__INPUT__
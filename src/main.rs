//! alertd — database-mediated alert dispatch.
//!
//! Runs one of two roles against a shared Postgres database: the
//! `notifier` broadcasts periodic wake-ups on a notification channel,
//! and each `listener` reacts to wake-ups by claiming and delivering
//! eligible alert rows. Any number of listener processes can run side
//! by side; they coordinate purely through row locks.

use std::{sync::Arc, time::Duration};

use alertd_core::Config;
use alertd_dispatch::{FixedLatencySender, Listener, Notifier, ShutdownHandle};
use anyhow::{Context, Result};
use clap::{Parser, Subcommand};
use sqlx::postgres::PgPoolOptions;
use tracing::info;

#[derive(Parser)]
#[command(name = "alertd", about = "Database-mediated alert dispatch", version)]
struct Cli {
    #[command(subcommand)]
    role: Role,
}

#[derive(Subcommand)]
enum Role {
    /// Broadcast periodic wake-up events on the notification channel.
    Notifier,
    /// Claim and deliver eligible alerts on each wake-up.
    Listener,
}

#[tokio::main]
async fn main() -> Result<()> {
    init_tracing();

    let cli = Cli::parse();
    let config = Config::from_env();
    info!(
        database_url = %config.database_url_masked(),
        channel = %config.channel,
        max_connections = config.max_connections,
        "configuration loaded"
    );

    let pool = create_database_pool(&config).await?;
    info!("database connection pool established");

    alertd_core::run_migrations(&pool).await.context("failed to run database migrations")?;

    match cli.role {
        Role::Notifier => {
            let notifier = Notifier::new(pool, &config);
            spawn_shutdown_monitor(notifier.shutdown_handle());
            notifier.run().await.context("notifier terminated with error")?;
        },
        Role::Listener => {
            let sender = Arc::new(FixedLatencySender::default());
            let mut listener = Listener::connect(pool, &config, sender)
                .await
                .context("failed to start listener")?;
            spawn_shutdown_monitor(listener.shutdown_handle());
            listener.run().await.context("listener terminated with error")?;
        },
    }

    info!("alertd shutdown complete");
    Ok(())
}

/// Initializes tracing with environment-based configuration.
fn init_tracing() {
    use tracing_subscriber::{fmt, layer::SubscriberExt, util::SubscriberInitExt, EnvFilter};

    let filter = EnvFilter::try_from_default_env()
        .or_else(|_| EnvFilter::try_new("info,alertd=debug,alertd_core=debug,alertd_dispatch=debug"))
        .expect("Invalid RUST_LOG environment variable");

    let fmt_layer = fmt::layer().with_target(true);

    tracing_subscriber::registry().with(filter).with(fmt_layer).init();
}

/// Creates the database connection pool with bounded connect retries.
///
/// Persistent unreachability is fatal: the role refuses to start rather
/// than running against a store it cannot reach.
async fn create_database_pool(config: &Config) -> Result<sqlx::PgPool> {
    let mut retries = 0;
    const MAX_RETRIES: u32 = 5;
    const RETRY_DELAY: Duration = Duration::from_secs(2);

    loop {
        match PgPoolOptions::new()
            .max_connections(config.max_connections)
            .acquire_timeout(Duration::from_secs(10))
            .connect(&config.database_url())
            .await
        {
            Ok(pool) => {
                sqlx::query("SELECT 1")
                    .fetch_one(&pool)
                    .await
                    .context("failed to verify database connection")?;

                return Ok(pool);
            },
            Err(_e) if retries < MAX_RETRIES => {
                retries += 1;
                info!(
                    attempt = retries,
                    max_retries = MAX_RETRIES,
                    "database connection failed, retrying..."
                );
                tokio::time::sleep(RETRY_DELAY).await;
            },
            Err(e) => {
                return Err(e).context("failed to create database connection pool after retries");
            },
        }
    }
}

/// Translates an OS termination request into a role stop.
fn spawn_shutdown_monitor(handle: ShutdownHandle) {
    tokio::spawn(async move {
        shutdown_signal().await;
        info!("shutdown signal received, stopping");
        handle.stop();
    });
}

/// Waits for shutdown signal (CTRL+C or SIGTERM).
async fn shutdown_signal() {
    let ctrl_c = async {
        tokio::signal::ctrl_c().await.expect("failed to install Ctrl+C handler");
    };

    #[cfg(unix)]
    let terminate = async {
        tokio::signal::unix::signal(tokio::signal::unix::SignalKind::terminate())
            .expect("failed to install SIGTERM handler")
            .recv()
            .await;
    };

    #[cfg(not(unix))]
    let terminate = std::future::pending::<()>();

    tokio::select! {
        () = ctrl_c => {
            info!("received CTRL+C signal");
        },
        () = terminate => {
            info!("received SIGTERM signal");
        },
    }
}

---

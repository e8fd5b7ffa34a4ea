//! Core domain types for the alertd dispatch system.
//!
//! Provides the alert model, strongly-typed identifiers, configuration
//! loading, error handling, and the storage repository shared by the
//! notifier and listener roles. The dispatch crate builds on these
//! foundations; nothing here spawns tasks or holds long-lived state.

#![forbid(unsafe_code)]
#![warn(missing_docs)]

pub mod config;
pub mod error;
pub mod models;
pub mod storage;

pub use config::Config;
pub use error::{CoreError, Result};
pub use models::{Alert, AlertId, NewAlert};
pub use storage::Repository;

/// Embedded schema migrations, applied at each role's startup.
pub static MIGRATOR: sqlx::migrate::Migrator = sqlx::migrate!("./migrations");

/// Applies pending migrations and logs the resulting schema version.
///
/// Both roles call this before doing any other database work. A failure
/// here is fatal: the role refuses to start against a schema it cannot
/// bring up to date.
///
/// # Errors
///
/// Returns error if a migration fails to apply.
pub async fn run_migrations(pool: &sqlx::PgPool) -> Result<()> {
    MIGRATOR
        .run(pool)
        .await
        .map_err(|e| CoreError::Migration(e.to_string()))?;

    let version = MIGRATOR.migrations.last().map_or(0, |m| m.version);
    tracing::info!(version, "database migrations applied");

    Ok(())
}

__ACTIVITY__
Taking the listing above as the source, transcribe only the lines starting at the line with "filename src/main.rs" and going through the line with "#[derive(Subcommand)]", unaltered and with both ends included.

__SOLUTION__
filename src/main.rs
//! alertd — database-mediated alert dispatch.
//!
//! Runs one of two roles against a shared Postgres database: the
//! `notifier` broadcasts periodic wake-ups on a notification channel,
//! and each `listener` reacts to wake-ups by claiming and delivering
//! eligible alert rows. Any number of listener processes can run side
//! by side; they coordinate purely through row locks.

use std::{sync::Arc, time::Duration};

use alertd_core::Config;
use alertd_dispatch::{FixedLatencySender, Listener, Notifier, ShutdownHandle};
use anyhow::{Context, Result};
use clap::{Parser, Subcommand};
use sqlx::postgres::PgPoolOptions;
use tracing::info;

#[derive(Parser)]
#[command(name = "alertd", about = "Database-mediated alert dispatch", version)]
struct Cli {
    #[command(subcommand)]
    role: Role,
}

#[derive(Subcommand)]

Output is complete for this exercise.